**INFORMATION PROVIDED**

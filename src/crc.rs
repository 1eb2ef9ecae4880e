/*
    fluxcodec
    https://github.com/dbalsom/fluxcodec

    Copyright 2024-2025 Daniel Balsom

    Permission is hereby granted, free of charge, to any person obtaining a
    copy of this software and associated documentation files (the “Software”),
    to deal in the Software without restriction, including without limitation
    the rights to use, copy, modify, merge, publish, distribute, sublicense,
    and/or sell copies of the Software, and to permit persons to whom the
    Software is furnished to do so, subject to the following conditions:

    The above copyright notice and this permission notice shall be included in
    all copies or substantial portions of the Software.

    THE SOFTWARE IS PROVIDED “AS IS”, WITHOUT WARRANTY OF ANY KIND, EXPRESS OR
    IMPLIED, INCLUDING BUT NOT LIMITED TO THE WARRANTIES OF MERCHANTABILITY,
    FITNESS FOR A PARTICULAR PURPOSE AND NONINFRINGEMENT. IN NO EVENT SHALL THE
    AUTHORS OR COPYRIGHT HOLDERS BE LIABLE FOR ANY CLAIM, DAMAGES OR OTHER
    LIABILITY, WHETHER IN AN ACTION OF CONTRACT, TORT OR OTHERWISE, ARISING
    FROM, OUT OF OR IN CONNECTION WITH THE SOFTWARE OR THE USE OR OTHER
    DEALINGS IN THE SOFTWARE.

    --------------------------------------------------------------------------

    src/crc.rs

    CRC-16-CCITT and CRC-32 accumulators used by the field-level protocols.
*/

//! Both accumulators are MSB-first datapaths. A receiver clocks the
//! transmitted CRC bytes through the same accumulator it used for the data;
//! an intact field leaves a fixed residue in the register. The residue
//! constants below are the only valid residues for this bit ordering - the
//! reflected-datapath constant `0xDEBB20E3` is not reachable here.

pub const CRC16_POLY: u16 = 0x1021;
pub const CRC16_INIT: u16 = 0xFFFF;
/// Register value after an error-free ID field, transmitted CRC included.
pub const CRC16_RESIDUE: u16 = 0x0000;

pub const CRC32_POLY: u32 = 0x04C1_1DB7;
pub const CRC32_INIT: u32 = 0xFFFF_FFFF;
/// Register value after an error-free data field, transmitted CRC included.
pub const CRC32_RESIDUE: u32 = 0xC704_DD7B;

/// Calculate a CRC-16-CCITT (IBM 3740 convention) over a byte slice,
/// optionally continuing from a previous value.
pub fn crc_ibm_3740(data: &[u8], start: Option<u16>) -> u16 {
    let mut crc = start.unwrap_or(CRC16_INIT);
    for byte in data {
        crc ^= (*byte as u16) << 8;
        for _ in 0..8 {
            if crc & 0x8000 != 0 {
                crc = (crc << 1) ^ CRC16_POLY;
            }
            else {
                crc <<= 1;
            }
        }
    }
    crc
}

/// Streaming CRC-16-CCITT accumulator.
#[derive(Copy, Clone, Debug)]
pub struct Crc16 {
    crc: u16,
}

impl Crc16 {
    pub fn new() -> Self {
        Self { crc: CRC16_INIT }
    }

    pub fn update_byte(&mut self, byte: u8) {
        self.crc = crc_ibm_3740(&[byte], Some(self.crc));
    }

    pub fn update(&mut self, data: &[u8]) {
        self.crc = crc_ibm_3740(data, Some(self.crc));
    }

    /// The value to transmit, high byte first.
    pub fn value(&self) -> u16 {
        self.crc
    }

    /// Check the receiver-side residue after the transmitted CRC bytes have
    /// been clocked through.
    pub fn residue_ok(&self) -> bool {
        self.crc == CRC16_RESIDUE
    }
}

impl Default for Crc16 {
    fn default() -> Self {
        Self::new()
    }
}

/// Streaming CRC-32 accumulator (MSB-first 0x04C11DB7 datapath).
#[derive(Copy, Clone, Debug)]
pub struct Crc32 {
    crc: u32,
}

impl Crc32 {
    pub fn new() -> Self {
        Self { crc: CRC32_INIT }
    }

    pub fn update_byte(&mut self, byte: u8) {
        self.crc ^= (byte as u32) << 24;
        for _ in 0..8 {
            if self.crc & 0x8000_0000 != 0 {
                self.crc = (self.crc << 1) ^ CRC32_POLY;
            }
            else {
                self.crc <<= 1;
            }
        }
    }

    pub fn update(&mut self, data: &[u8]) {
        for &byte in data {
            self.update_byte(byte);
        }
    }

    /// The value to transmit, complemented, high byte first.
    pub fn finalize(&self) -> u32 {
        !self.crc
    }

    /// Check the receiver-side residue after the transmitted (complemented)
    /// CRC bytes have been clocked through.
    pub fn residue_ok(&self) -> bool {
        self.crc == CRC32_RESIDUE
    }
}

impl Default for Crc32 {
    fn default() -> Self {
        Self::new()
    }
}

---

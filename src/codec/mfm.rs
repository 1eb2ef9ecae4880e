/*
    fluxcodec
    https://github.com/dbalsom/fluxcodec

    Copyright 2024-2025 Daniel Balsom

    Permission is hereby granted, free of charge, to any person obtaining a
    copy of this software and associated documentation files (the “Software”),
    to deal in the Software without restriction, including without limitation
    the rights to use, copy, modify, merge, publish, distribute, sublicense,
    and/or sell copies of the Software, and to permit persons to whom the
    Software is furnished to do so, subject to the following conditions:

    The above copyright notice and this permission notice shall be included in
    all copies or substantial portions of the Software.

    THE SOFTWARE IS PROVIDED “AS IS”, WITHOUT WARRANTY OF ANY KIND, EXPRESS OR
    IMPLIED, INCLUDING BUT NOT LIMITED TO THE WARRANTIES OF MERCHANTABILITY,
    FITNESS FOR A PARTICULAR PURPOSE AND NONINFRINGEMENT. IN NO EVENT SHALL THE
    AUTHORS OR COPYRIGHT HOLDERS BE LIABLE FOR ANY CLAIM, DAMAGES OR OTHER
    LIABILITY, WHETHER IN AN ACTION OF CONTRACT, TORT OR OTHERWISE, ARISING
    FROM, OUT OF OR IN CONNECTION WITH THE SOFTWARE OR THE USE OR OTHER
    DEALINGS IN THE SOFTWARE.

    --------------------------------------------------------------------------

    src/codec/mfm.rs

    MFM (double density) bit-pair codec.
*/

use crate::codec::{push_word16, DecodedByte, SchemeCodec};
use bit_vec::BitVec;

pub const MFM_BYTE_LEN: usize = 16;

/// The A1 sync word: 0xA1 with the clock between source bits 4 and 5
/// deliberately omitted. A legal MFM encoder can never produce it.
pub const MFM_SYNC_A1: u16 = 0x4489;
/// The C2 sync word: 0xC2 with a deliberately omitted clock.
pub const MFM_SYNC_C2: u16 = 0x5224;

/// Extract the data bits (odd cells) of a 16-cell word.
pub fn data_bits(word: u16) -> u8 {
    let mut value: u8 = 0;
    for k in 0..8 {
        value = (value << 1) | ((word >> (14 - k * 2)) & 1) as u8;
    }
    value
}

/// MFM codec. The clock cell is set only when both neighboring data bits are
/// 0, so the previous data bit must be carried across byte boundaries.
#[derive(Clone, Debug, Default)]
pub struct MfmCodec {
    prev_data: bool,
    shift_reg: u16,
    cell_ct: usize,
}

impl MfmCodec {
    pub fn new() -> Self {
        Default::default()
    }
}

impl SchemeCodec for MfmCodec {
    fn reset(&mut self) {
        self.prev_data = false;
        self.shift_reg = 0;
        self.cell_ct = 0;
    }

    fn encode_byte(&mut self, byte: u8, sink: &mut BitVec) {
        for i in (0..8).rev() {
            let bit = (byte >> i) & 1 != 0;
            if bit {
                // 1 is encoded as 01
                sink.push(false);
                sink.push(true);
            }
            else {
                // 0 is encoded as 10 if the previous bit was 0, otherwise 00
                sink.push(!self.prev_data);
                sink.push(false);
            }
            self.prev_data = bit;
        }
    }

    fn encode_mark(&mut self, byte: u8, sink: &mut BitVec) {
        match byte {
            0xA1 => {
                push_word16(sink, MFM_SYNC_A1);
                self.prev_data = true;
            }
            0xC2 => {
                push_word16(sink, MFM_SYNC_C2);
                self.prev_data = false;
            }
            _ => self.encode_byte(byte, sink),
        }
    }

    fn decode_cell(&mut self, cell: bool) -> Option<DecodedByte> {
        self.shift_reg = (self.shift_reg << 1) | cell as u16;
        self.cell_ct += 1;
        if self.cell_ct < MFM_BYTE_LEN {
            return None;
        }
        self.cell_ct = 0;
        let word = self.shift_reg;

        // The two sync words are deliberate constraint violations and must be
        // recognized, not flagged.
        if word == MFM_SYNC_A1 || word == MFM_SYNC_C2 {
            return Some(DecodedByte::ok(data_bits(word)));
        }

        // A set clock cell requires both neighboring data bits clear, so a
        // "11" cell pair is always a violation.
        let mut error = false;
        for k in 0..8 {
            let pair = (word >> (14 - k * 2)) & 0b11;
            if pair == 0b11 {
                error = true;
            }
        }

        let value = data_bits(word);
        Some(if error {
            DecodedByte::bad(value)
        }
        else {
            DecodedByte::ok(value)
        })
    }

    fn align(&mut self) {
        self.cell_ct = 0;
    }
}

**WORK ITEM**
Reproduce verbatim only the segment of the listing bounded by the line containing "return Some(DecodedByte::ok(data_bits(word)));" and the line containing "fn align(&mut self)", with both boundary lines included.

**ANSWER BOX**
            return Some(DecodedByte::ok(data_bits(word)));
        }

        // A set clock cell requires both neighboring data bits clear, so a
        // "11" cell pair is always a violation.
        let mut error = false;
        for k in 0..8 {
            let pair = (word >> (14 - k * 2)) & 0b11;
            if pair == 0b11 {
                error = true;
            }
        }

        let value = data_bits(word);
        Some(if error {
            DecodedByte::bad(value)
        }
        else {
            DecodedByte::ok(value)
        })
    }

    fn align(&mut self) {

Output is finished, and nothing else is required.